12/10/2007

Conceito agrada urbanistas

Fonte: Jornal da Tarde

Especialistas elogiam iniciativa e defendem maior integração entre espaços privados e públicos

Felipe Araújo/AEZap o especialista em imóveisVista aérea do imenso terreno onde a Tecnisa irá construir mega empreendimento no bairro da Barra Funda

Mesmo sendo uma iniciativa tímida diante do enorme volume de lançamentos do setor, o novo conceito urbanístico que agrupa condomínios residenciais e parques públicos sob o mesmo empreendimento é elogiado por aqueles que têm como função pensar e planejar o layout de uma região. Arquitetos e urbanistas acreditam que o investimento privado na revitalização de áreas comuns é fundamental para a expansão consciente da cidade.

“Iniciativa como essa está sintonizada com o que vem sendo discutido na revisão da lei de parcelamento do solo”, afirma o arquiteto e urbanista do Instituo Pólis, Kazuo Nakano. “Se a gente não tiver um porcentual de área que deva ser doada para utilização pública, vamos continuar tendo uma seqüência de criação de espaços privados na cidade”, completa.

Segundo Mara Paludo, arquiteta e urbanista que assina os projetos de espaço público dos empreendimentos da Agra e Tecnisa, espaços como esses geram um “refresco urbano” em meio a regiões marcadas por uma ocupação rápida e depredadora. “As cidades são carentes de espaços coletivos de encontro e lazer.
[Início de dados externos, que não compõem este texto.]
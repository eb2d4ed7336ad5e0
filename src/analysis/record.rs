use ndarray::{ArrayViewD, Axis};
use serde::{Deserialize, Serialize};
use crate::analysis::error::AnalysisError;
#[derive(Clone, Copy, Debug, PartialEq, Eq, Hash, Serialize, Deserialize)]
#[serde(rename_all = "snake_case")]
pub enum MeasurementType {
    IvSweep,
    Pulse,
    Endurance,
    Retention,
}
impl MeasurementType {
    pub fn parse(value: &str) -> Option<Self> {
        match value.trim().to_ascii_lowercase().as_str() {
            "iv_sweep" | "iv" | "sweep" => Some(Self::IvSweep),
            "pulse" => Some(Self::Pulse),
            "endurance" => Some(Self::Endurance),
            "retention" => Some(Self::Retention),
            _ => None,
        }
    }
    pub fn as_str(&self) -> &'static str {
        match self {
            Self::IvSweep => "iv_sweep",
            Self::Pulse => "pulse",
            Self::Endurance => "endurance",
            Self::Retention => "retention",
        }
    }
    /// Pulse, endurance and retention data are meaningless without timestamps.
    pub fn needs_time(&self) -> bool {
        !matches!(self, Self::IvSweep)
    }
}
/// Output depth. Each level is a superset of the previous one.
#[derive(Clone, Copy, Debug, PartialEq, Eq, PartialOrd, Ord, Hash, Serialize, Deserialize)]
#[serde(rename_all = "snake_case")]
pub enum AnalysisLevel {
    Basic,
    Classification,
    Full,
    Research,
}
impl AnalysisLevel {
    /// Unrecognized names fall back to `Full`.
    pub fn parse(value: &str) -> Self {
        match value.trim().to_ascii_lowercase().as_str() {
            "basic" => Self::Basic,
            "classification" => Self::Classification,
            "research" => Self::Research,
            _ => Self::Full,
        }
    }
}
impl Default for AnalysisLevel {
    fn default() -> Self {
        Self::Full
    }
}
/// One validated voltage/current sweep. Immutable once constructed.
#[derive(Clone, Debug)]
pub struct SweepRecord {
    voltage: Vec<f64>,
    current: Vec<f64>,
    time: Option<Vec<f64>>,
    measurement_type: MeasurementType,
    analysis_level: AnalysisLevel,
    degraded_from: Option<MeasurementType>,
}
impl SweepRecord {
    pub fn new(
        voltage: Vec<f64>,
        current: Vec<f64>,
        time: Option<Vec<f64>>,
        suggested: Option<MeasurementType>,
        analysis_level: AnalysisLevel,
    ) -> Result<Self, AnalysisError> {
        let mut len = voltage.len().min(current.len());
        if let Some(t) = &time {
            len = len.min(t.len());
        }
        let keep: Vec<usize> = (0..len)
            .filter(|&k| voltage[k].is_finite() && current[k].is_finite())
            .collect();
        if keep.len() < 2 {
            return Err(AnalysisError::InvalidInput(format!(
                "need at least 2 finite voltage/current points, got {}",
                keep.len()
            )));
        }
        let pick = |data: &[f64]| keep.iter().map(|&k| data[k]).collect::<Vec<f64>>();
        let v = pick(&voltage);
        let i = pick(&current);
        let t = time.as_deref().map(pick);
        let detected = match suggested {
            Some(MeasurementType::IvSweep) => MeasurementType::IvSweep,
            other => detect_measurement_type(&v, t.is_some())
                .unwrap_or(other.unwrap_or(MeasurementType::IvSweep)),
        };
        let (measurement_type, degraded_from) = if detected.needs_time() && t.is_none() {
            log::debug!(
                "{} data without a time axis, analyzing as iv_sweep",
                detected.as_str()
            );
            (MeasurementType::IvSweep, Some(detected))
        } else {
            (detected, None)
        };
        Ok(Self {
            voltage: v,
            current: i,
            time: t,
            measurement_type,
            analysis_level,
            degraded_from,
        })
    }
    /// Builds a record from arrays of any rank.
    pub fn from_arrays(
        voltage: ArrayViewD<'_, f64>,
        current: ArrayViewD<'_, f64>,
        time: Option<ArrayViewD<'_, f64>>,
        suggested: Option<MeasurementType>,
        analysis_level: AnalysisLevel,
    ) -> Result<Self, AnalysisError> {
        Self::new(
            to_vector(voltage),
            to_vector(current),
            time.map(to_vector),
            suggested,
            analysis_level,
        )
    }
    pub fn voltage(&self) -> &[f64] {
        &self.voltage
    }
    pub fn current(&self) -> &[f64] {
        &self.current
    }
    pub fn time(&self) -> Option<&[f64]> {
        self.time.as_deref()
    }
    pub fn len(&self) -> usize {
        self.voltage.len()
    }
    pub fn is_empty(&self) -> bool {
        self.voltage.is_empty()
    }
    pub fn measurement_type(&self) -> MeasurementType {
        self.measurement_type
    }
    pub fn analysis_level(&self) -> AnalysisLevel {
        self.analysis_level
    }
    /// The time-dependent type that was requested or detected but had to be
    /// downgraded because no time axis was supplied.
    pub fn degraded_from(&self) -> Option<MeasurementType> {
        self.degraded_from
    }
}
/// Flattens an array of any rank; 2-D single-row/column arrays yield that row/column.
pub fn to_vector(array: ArrayViewD<'_, f64>) -> Vec<f64> {
    if array.ndim() == 2 {
        let shape = array.shape();
        if shape[0] == 1 {
            return array.index_axis(Axis(0), 0).iter().copied().collect();
        }
        if shape[1] == 1 {
            return array.index_axis(Axis(1), 0).iter().copied().collect();
        }
    }
    array.iter().copied().collect()
}
/// Returns a non-sweep type when the voltage program looks like one.
/// The zero-crossing rule for endurance only applies to untimed data.
pub fn detect_measurement_type(voltage: &[f64], has_time: bool) -> Option<MeasurementType> {
    let n = voltage.len();
    if n < 2 {
        return None;
    }
    let steps: Vec<f64> = voltage.windows(2).map(|w| (w[1] - w[0]).abs()).collect();
    let median_step = crate::analysis::stats::median(&steps);
    let max_step = steps.iter().fold(0.0f64, |acc, s| acc.max(*s));
    if max_step > 0.0 && max_step > 10.0 * median_step {
        return Some(MeasurementType::Pulse);
    }
    let mut unique = crate::analysis::stats::sorted(voltage);
    unique.dedup();
    if (unique.len() as f64) < n as f64 / 10.0 {
        return Some(MeasurementType::Retention);
    }
    let crossings = voltage
        .windows(2)
        .filter(|w| (w[0] < 0.0 && w[1] >= 0.0) || (w[0] > 0.0 && w[1] <= 0.0))
        .count();
    if !has_time && crossings > 8 {
        return Some(MeasurementType::Endurance);
    }
    None
}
Por isso a proposição é transformar essas áreas grandes em espaços urbanos mais agradáveis”, conta.

Especialista no assunto, Mara trouxe para os empreendimentos da Capital e Grande São Paulo a experiência que adquiriu com os projetos de desenvolvimento urbano de Curitiba durante a administração do ex-prefeito Jaime Lerner. “A filosofia é a mesma: melhorar o espaço urbano, que é hoje o habitat do homem moderno”. A cidade da região sul do País é considerada modelo nessa área.

A diretora de Meio Ambiente e Paisagem Urbana da Empresa Municipal de Urbanização (Emurb), Regina Monteiro, diz que projetos como esses são viabilizados graças à grandiosidade dos terrenos e a contrapartidas da lei. “Dependendo do tamanho, as construtoras são obrigadas a doar uma parte para obras viárias e áreas verdes. Seria bacana se empreendimentos menores também fizessem isso”, comenta.

De acordo com Regina, todos empreendimentos que concentram prédios residências e comerciais em uma mesma área – como é caso de ambos os projetos – devem respeitar e seguir uma série de regulamentações legais, como o Estudo de Impacto de Vizinhança (EIV). “Quando os empreendimentos são pólos geradores de tráfego, a Prefeitura exige algumas mudanças viárias”, diz.

Conforme determina a legislação, as empresas incorporadoras e construtoras também são responsáveis pela execução de toda a obra de infra-estrutura, como rede de água, esgoto e iluminação. “É como se o empreendedor tivesse refazendo um loteamento. Por isso as exigências são semelhantes”, explica Regina.